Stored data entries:
[Start of section]
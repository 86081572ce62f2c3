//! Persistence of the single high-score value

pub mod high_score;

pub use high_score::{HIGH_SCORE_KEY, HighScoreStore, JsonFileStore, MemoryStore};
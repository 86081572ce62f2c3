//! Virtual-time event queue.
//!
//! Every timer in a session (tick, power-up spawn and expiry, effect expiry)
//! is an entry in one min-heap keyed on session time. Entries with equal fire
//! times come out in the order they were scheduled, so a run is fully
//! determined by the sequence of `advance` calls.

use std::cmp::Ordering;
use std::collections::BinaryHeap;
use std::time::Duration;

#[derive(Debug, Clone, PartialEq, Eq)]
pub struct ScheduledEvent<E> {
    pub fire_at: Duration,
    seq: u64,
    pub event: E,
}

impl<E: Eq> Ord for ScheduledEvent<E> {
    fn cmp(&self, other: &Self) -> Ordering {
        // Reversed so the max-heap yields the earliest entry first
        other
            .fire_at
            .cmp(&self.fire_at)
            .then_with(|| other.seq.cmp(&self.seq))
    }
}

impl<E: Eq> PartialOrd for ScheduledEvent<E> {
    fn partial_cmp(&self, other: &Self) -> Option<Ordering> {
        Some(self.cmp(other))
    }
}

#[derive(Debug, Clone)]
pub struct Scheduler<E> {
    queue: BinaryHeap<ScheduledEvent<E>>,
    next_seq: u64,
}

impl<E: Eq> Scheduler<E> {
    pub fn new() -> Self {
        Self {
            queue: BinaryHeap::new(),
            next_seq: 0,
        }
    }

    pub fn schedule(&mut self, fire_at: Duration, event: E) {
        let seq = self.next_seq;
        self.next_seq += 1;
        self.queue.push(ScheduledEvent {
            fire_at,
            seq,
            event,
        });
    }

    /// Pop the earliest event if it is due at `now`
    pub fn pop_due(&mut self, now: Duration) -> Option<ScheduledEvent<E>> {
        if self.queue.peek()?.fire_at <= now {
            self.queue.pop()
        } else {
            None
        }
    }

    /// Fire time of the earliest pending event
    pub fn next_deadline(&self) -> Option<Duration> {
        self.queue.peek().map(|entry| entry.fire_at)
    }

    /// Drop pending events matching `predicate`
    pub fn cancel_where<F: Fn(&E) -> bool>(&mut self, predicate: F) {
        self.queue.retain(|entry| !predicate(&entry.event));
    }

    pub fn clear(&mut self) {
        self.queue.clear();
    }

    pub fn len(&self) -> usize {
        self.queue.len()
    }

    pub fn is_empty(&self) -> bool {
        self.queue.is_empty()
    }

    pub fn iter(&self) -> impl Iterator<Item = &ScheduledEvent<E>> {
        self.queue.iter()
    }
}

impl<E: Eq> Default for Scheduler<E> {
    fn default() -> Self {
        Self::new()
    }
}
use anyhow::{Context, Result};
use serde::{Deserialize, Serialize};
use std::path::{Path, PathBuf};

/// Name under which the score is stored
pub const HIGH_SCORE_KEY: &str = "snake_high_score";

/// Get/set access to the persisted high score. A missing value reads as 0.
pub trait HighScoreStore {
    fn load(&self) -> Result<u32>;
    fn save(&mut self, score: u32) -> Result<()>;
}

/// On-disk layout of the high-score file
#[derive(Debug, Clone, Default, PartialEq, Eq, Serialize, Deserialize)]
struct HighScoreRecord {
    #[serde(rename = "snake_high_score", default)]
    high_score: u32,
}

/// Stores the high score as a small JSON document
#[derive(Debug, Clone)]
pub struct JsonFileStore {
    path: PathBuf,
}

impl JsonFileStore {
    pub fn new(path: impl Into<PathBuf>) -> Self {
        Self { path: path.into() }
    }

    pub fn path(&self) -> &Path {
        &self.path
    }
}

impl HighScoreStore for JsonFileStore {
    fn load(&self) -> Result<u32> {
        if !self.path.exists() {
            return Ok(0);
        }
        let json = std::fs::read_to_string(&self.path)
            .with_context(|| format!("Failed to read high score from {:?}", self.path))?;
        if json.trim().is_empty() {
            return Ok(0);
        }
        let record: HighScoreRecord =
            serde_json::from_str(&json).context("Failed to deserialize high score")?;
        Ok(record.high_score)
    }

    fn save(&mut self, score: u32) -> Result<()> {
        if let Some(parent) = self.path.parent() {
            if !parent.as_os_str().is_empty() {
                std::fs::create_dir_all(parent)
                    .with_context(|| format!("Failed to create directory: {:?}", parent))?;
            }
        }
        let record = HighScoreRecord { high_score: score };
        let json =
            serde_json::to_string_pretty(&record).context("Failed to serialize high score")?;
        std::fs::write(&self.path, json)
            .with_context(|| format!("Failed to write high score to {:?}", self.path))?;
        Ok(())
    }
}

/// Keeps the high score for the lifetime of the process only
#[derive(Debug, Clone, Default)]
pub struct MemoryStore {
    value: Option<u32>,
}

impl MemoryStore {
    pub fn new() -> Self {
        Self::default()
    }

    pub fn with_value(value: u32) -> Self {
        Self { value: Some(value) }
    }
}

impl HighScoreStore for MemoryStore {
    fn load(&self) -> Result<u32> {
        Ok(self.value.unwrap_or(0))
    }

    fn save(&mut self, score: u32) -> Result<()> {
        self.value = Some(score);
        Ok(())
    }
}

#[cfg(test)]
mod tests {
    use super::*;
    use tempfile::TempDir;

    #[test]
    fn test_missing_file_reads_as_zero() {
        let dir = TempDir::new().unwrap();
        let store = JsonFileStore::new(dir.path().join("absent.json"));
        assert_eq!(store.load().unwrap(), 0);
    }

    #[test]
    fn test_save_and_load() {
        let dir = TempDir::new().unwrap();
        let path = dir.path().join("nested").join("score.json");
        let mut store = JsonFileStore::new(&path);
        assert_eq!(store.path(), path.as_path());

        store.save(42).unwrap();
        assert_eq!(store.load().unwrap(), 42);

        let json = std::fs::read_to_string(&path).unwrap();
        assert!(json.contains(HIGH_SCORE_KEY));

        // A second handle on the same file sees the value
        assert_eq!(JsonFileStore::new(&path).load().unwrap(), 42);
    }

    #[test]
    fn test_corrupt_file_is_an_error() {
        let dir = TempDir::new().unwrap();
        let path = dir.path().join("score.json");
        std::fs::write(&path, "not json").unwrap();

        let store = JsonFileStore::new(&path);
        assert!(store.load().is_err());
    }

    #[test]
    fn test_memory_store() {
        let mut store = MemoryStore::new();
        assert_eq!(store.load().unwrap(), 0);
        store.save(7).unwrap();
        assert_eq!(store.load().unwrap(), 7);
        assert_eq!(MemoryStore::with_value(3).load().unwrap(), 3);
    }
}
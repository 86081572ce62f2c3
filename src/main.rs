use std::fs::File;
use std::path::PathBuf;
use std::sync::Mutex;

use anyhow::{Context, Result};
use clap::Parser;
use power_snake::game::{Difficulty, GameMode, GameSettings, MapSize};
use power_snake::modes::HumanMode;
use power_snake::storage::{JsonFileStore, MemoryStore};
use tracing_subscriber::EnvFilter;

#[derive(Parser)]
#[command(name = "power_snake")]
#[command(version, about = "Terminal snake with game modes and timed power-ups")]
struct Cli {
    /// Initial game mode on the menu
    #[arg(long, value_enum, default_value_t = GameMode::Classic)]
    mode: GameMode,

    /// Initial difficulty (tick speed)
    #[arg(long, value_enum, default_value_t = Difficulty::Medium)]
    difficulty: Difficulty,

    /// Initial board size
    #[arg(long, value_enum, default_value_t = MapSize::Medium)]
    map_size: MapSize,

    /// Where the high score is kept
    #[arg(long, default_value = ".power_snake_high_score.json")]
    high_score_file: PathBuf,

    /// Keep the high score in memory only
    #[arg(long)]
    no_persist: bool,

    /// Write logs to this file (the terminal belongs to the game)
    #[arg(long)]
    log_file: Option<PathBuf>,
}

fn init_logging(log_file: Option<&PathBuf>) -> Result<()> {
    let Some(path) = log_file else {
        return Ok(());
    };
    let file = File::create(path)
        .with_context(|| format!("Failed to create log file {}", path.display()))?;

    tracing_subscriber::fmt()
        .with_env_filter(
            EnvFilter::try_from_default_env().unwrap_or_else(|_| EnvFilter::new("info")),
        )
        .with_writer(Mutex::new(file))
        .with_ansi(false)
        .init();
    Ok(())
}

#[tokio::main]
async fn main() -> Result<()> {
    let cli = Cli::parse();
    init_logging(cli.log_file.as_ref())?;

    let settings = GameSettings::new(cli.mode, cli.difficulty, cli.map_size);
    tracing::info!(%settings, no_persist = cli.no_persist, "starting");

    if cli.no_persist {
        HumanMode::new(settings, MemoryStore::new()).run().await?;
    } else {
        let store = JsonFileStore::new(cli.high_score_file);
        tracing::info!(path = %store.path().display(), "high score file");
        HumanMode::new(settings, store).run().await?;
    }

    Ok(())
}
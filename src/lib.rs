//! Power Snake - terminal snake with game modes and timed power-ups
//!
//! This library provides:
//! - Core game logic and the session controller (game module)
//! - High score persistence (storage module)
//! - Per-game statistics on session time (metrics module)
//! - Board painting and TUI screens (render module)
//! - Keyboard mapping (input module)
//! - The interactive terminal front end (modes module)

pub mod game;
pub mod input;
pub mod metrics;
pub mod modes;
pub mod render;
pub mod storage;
[End of section]
• [YOUR ASSIGNMENT]
How many lines in these entries contain the string "clear"? State the number and nothing more.

• [TASK OUTPUT]
2